Love & Sex Magazine

Cleaning Toilets

By Maggiemcneill @Maggie_McNeill

The test of a vocation is the love of the drudgery it involves.  -  Logan Smith

retro dishwashingWhen it comes to housework, everyone is different; though some people are either OK with all of it or hate all of it equally, most of us are OK with some tasks and despise others.  For example, I’ve known people who will let the dishes pile up onto the counters before doing them, and others who whine if they don’t get “help” doing the laundry.  Neither of those bothers me at all; in fact my attention to both of them might be considered by some to border on the obsessive.  Though I have a dishwasher, I must wash every dish by hand before putting it in there, and it must be done before I go to bed; even if I’m about to drop from exhaustion (as I was while we were working on our house two weeks ago), every dish must be washed and the dishwasher started or I won’t be able to sleep.  While preparing feasts, I wash dishes every time I get a break so as to keep the sink clear.  And though laundry is only once per week, I have similarly-stringent procedures for it:  all clothes are sorted by color and washed in a certain order determined partly by habit and partly by relative load size.  Nobody else is allowed to interfere in the process, and previously-hidden dirty clothes dropped into the wrong color-pile after the process of washing starts are likely to result in the offending item being hurled at its owner, along with various terms of opprobrium.

But lest you think I’m some sort of paragon of domesticity, consider my bed-making (woefully inept when even attempted, which is rarely), dusting (hopelessly inadequate) and clutter management (the less said, the better); our new house incorporates design elements intended to make all of these dreadful chores as much less onerous as our current levels of technology and affluence allow.  But of all the things which need to be done to make a living space livable, none of them are as awful to me as cleaning bathrooms, and no bathroom-cleaning chore is as repulsive as cleaning toilets.  Part of my aversion is practical:  the filth that needs to be removed from bathroom fixtures in general and toilets in particular is just nastier than that which needs to be removed from other rooms.  But the worse part is a conditioned response:  my early adolescence was plagued by week-long attacks of illness characterized by violent nausea, and to this very day the characteristic odor of even a clean toilet turns my stomach; whenever I have to perform the horrid task, I get it done as quickly as possible for fear of being sickened by the power of suggestion.

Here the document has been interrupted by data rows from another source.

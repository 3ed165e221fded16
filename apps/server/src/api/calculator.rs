use std::sync::Arc;

use crate::{error::ApiResult, main_lib::AppState};
use axum::{routing::post, Json, Router};
use financegpt_core::{
    calculator::{try_calculate_sip, SipInput, SipProjection},
    Error as CoreError,
};

/// Projection rounded to whole rupees.
async fn calculate_sip(Json(input): Json<SipInput>) -> ApiResult<Json<SipProjection>> {
    let projection = try_calculate_sip(&input).map_err(CoreError::from)?;
    Ok(Json(projection.rounded()))
}

pub fn router() -> Router<Arc<AppState>> {
    Router::new().route("/calculator/sip", post(calculate_sip))
}
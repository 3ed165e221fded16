//! FinanceGPT Core - Domain entities, calculators, the in-memory dashboard
//! store, and the validation rules guarding it.
//!
//! This crate holds no I/O beyond the optional key-value persistence layer.
//! The server crate owns the runtime (timers, HTTP) and drives the store
//! through [`store::FinancialDataServiceTrait`].

pub mod calculator;
pub mod constants;
pub mod errors;
pub mod events;
pub mod expenses;
pub mod goals;
pub mod market;
pub mod portfolio;
pub mod presentation;
pub mod storage;
pub mod store;
pub mod utils;
pub mod validation;

// Re-export common domain types
pub use expenses::*;
pub use goals::*;
pub use portfolio::*;

// Re-export error types
pub use errors::Error;
pub use errors::Result;
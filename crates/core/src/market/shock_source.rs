//! Sources of random market shocks.
//!
//! The simulator never touches a global RNG; it draws from a
//! [`PriceShockSource`] so ticks can be replayed deterministically.

use rand::rngs::StdRng;
use rand::{Rng, SeedableRng};

use crate::constants::MAX_TICK_CHANGE;

pub trait PriceShockSource: Send {
    /// Fractional price change for one position, in
    /// `[-MAX_TICK_CHANGE, MAX_TICK_CHANGE]`.
    fn next_change(&mut self) -> f64;

    /// `true` with the given probability.
    fn next_disconnect(&mut self, probability: f64) -> bool;
}

/// Uniform shocks drawn from a standard RNG.
pub struct RandomShockSource {
    rng: StdRng,
}

impl RandomShockSource {
    pub fn seeded(seed: u64) -> Self {
        Self {
            rng: StdRng::seed_from_u64(seed),
        }
    }

    pub fn from_entropy() -> Self {
        Self {
            rng: StdRng::from_entropy(),
        }
    }
}

impl PriceShockSource for RandomShockSource {
    fn next_change(&mut self) -> f64 {
        self.rng.gen_range(-MAX_TICK_CHANGE..=MAX_TICK_CHANGE)
    }

    fn next_disconnect(&mut self, probability: f64) -> bool {
        if !probability.is_finite() || probability <= 0.0 {
            return false;
        }
        self.rng.gen_bool(probability.min(1.0))
    }
}

/// Replays fixed sequences, cycling when exhausted. Empty sequences yield
/// no change and no disconnect.
#[derive(Debug, Clone, Default)]
pub struct FixedShockSource {
    changes: Vec<f64>,
    disconnects: Vec<bool>,
    change_idx: usize,
    disconnect_idx: usize,
}

impl FixedShockSource {
    pub fn new(changes: Vec<f64>, disconnects: Vec<bool>) -> Self {
        Self {
            changes,
            disconnects,
            change_idx: 0,
            disconnect_idx: 0,
        }
    }

    pub fn constant(change: f64) -> Self {
        Self::new(vec![change], Vec::new())
    }
}

impl PriceShockSource for FixedShockSource {
    fn next_change(&mut self) -> f64 {
        if self.changes.is_empty() {
            return 0.0;
        }
        let value = self.changes[self.change_idx % self.changes.len()];
        self.change_idx += 1;
        value
    }

    fn next_disconnect(&mut self, _probability: f64) -> bool {
        if self.disconnects.is_empty() {
            return false;
        }
        let value = self.disconnects[self.disconnect_idx % self.disconnects.len()];
        self.disconnect_idx += 1;
        value
    }
}
//! Text-generation providers.

use async_trait::async_trait;

use crate::error::AiError;

pub mod gemini;

pub use gemini::{GeminiClient, DEFAULT_GEMINI_BASE_URL, DEFAULT_GEMINI_MODEL};

/// A remote model that turns a prompt into text.
#[async_trait]
pub trait TextGenerator: Send + Sync {
    /// Whether a credential is configured. Checked before every call so
    /// that an unconfigured client never touches the network.
    fn is_configured(&self) -> bool;

    async fn generate(&self, prompt: &str) -> Result<String, AiError>;
}
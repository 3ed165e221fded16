use async_trait::async_trait;
use chrono::NaiveDate;
use log::{info, warn};
use rust_decimal::Decimal;
use std::sync::{Arc, RwLock, RwLockReadGuard, RwLockWriteGuard};

use super::{FinancialData, FinancialDataServiceTrait, FinancialStore};
use crate::errors::{Error, Result};
use crate::events::{DomainEvent, DomainEventSink};
use crate::expenses::{Expense, NewExpense};
use crate::goals::{Goal, NewGoal};
use crate::market::{ConnectivityMonitor, PriceShockSource, TickOutcome};
use crate::portfolio::{Investment, NewInvestment, PortfolioSummary};
use crate::storage::{SnapshotRepository, StorageInfo};

/// Thread-safe wrapper around [`FinancialStore`].
///
/// Each mutation runs on a copy of the store under the write lock and is
/// committed only when it succeeds. Persistent changes are saved before the
/// lock is released, so snapshots reach storage in mutation order. Events
/// are emitted after the lock is released.
pub struct FinancialDataService {
    store: RwLock<FinancialStore>,
    event_sink: Arc<dyn DomainEventSink>,
    snapshots: Option<SnapshotRepository>,
}

impl FinancialDataService {
    pub fn new(store: FinancialStore, event_sink: Arc<dyn DomainEventSink>) -> Self {
        Self {
            store: RwLock::new(store),
            event_sink,
            snapshots: None,
        }
    }

    /// Restores the last saved snapshot, or starts from the demo data.
    pub fn load_or_seed(
        snapshots: SnapshotRepository,
        today: NaiveDate,
        event_sink: Arc<dyn DomainEventSink>,
    ) -> Self {
        let restored = snapshots.load().and_then(|data| {
            let counts = (data.investments.len(), data.expenses.len(), data.goals.len());
            match FinancialStore::from_data(data) {
                Ok(store) => {
                    info!(
                        "Restored snapshot with {} investments, {} expenses, {} goals",
                        counts.0, counts.1, counts.2
                    );
                    Some(store)
                }
                Err(e) => {
                    warn!("Discarding stored snapshot: {}", e);
                    None
                }
            }
        });
        let store = restored.unwrap_or_else(|| {
            info!("No usable snapshot found, starting from demo data");
            FinancialStore::seeded(today)
        });
        Self::new(store, event_sink).with_snapshots(snapshots)
    }

    pub fn with_snapshots(mut self, snapshots: SnapshotRepository) -> Self {
        self.snapshots = Some(snapshots);
        self
    }

    fn read(&self) -> Result<RwLockReadGuard<'_, FinancialStore>> {
        self.store
            .read()
            .map_err(|_| Error::Unexpected("financial store lock poisoned".to_string()))
    }

    fn write(&self) -> Result<RwLockWriteGuard<'_, FinancialStore>> {
        self.store
            .write()
            .map_err(|_| Error::Unexpected("financial store lock poisoned".to_string()))
    }

    /// Applies `op` to a copy of the store and commits it on success,
    /// saving under the same write lock. Emits after the lock is released.
    fn mutate<T>(
        &self,
        op: impl FnOnce(&mut FinancialStore) -> Result<(T, DomainEvent)>,
    ) -> Result<T> {
        let (value, event) = {
            let mut store = self.write()?;
            let mut scratch = store.clone();
            let (value, event) = op(&mut scratch)?;
            *store = scratch;
            if event.is_persistent() {
                self.persist(store.data());
            }
            (value, event)
        };

        self.event_sink.emit(event);
        Ok(value)
    }

    fn persist(&self, data: &FinancialData) {
        if let Some(snapshots) = &self.snapshots {
            if let Err(e) = snapshots.save(data) {
                warn!("Failed to save snapshot: {}", e);
            }
        }
    }
}

#[async_trait]
impl FinancialDataServiceTrait for FinancialDataService {
    fn get_data(&self) -> Result<FinancialData> {
        Ok(self.read()?.snapshot())
    }

    fn get_portfolio(&self) -> Result<PortfolioSummary> {
        Ok(self.read()?.portfolio().clone())
    }

    fn get_investments(&self) -> Result<Vec<Investment>> {
        Ok(self.read()?.investments().to_vec())
    }

    fn get_expenses(&self) -> Result<Vec<Expense>> {
        Ok(self.read()?.expenses().to_vec())
    }

    fn get_goals(&self) -> Result<Vec<Goal>> {
        Ok(self.read()?.goals().to_vec())
    }

    async fn add_investment(&self, new_investment: NewInvestment) -> Result<Investment> {
        self.mutate(|store| {
            let investment = store.add_investment(new_investment)?;
            let event = DomainEvent::investments_changed(vec![investment.id.clone()]);
            Ok((investment, event))
        })
    }

    async fn update_investment(&self, id: &str, update: NewInvestment) -> Result<Investment> {
        self.mutate(|store| {
            let investment = store.update_investment(id, update)?;
            let event = DomainEvent::investments_changed(vec![investment.id.clone()]);
            Ok((investment, event))
        })
    }

    async fn remove_investment(&self, id: &str) -> Result<Investment> {
        self.mutate(|store| {
            let investment = store.remove_investment(id)?;
            let event = DomainEvent::investments_changed(vec![investment.id.clone()]);
            Ok((investment, event))
        })
    }

    async fn add_expense(&self, new_expense: NewExpense) -> Result<Expense> {
        self.mutate(|store| {
            let expense = store.add_expense(new_expense);
            let event = DomainEvent::expenses_changed(vec![expense.id.clone()]);
            Ok((expense, event))
        })
    }

    async fn replace_expense(&self, id: &str, replacement: NewExpense) -> Result<Expense> {
        self.mutate(|store| {
            let expense = store.replace_expense(id, replacement)?;
            let event = DomainEvent::expenses_changed(vec![id.to_string(), expense.id.clone()]);
            Ok((expense, event))
        })
    }

    async fn remove_expense(&self, id: &str) -> Result<Expense> {
        self.mutate(|store| {
            let expense = store.remove_expense(id)?;
            let event = DomainEvent::expenses_changed(vec![expense.id.clone()]);
            Ok((expense, event))
        })
    }

    async fn import_expenses(&self, today: NaiveDate) -> Result<Vec<Expense>> {
        self.mutate(|store| {
            let imported = store.import_expenses(today);
            let ids = imported.iter().map(|e| e.id.clone()).collect();
            Ok((imported, DomainEvent::expenses_changed(ids)))
        })
    }

    async fn add_goal(&self, new_goal: NewGoal) -> Result<Goal> {
        self.mutate(|store| {
            let goal = store.add_goal(new_goal);
            let event = DomainEvent::goals_changed(vec![goal.id.clone()]);
            Ok((goal, event))
        })
    }

    async fn add_funds_to_goal(&self, id: &str, amount: Decimal) -> Result<Goal> {
        self.mutate(|store| {
            let goal = store.add_funds_to_goal(id, amount)?;
            let event = DomainEvent::goals_changed(vec![goal.id.clone()]);
            Ok((goal, event))
        })
    }

    async fn remove_goal(&self, id: &str) -> Result<Goal> {
        self.mutate(|store| {
            let goal = store.remove_goal(id)?;
            let event = DomainEvent::goals_changed(vec![goal.id.clone()]);
            Ok((goal, event))
        })
    }

    fn simulate_market_tick(&self, source: &mut dyn PriceShockSource) -> Result<TickOutcome> {
        self.mutate(|store| {
            let outcome = store.apply_market_tick(source)?;
            let event = DomainEvent::market_ticked(outcome.new_total, outcome.day_change);
            Ok((outcome, event))
        })
    }

    fn poll_connectivity(
        &self,
        monitor: &ConnectivityMonitor,
        source: &mut dyn PriceShockSource,
    ) -> Result<bool> {
        let connected = monitor.poll(source);
        let changed = self.write()?.set_connected(connected);
        if changed {
            self.event_sink
                .emit(DomainEvent::connectivity_changed(connected));
        }
        Ok(connected)
    }

    fn storage_info(&self) -> Option<StorageInfo> {
        self.snapshots.as_ref().map(SnapshotRepository::storage_info)
    }
}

toilet cleaningAnd that’s only my own toilet; the idea of having to scrub somebody else’s – or horror of horrors, a public one – is so utterly revolting that I would do almost anything else to survive before taking a job that required it.  To me, cleaning public toilets is the most degrading, demeaning job imaginable, and the irrational part of my mind tells me that a woman would have to be completely desperate, perhaps even forced or coerced, to do it.  If I were the sort of fanatic who believes it’s perfectly acceptable to force others to live according to my idiosyncratic feelings, I might even push for the profession of charwoman to be criminalized as intrinsically exploitative and degrading; in fact, I might even campaign for public bathrooms to be banned altogether on the grounds that as long as they exist, somebody will have to clean them.  Oh, I know that some people say they don’t find it any worse than any other paid work, or even that they prefer it to the other jobs available to them.  But obviously, they can’t be telling the truth if they disagree with me; because my ideas and feelings are the only right ones, anyone who says anything to the contrary is either lying or suffering from “false consciousness”.  They might even be in the employ of the powerful janitorial industry!  Did you know that 300,000 children in the US are forced into a life of toilet-cleaning every year?  And that their average age is 13?  It’s true!  They have to clean 50 toilets an hour, and make $300,000 a year for their traffickers while they make nothing and have to sleep locked up in broom cupboards at night.

Of course, I’m not that kind of person.  I realize that everyone has different likes and dislikes, different aversions and motivations, and different thresholds of disgust for different activities; I even recognize that it’s possible for other people to be perfectly comfortable with a job I would consider a form of torture, and vice-versa.  But because many people are either unable or unwilling to understand this, it’s important that we take away everyone’s ability to inflict her own skewed weltanschauung upon others; though it’s impossible to make all people tolerant and accepting of differences, we can at least eradicate the processes by which fanatics force all of society to pretend that their own subjective feelings about various behaviors have some basis in objective reality.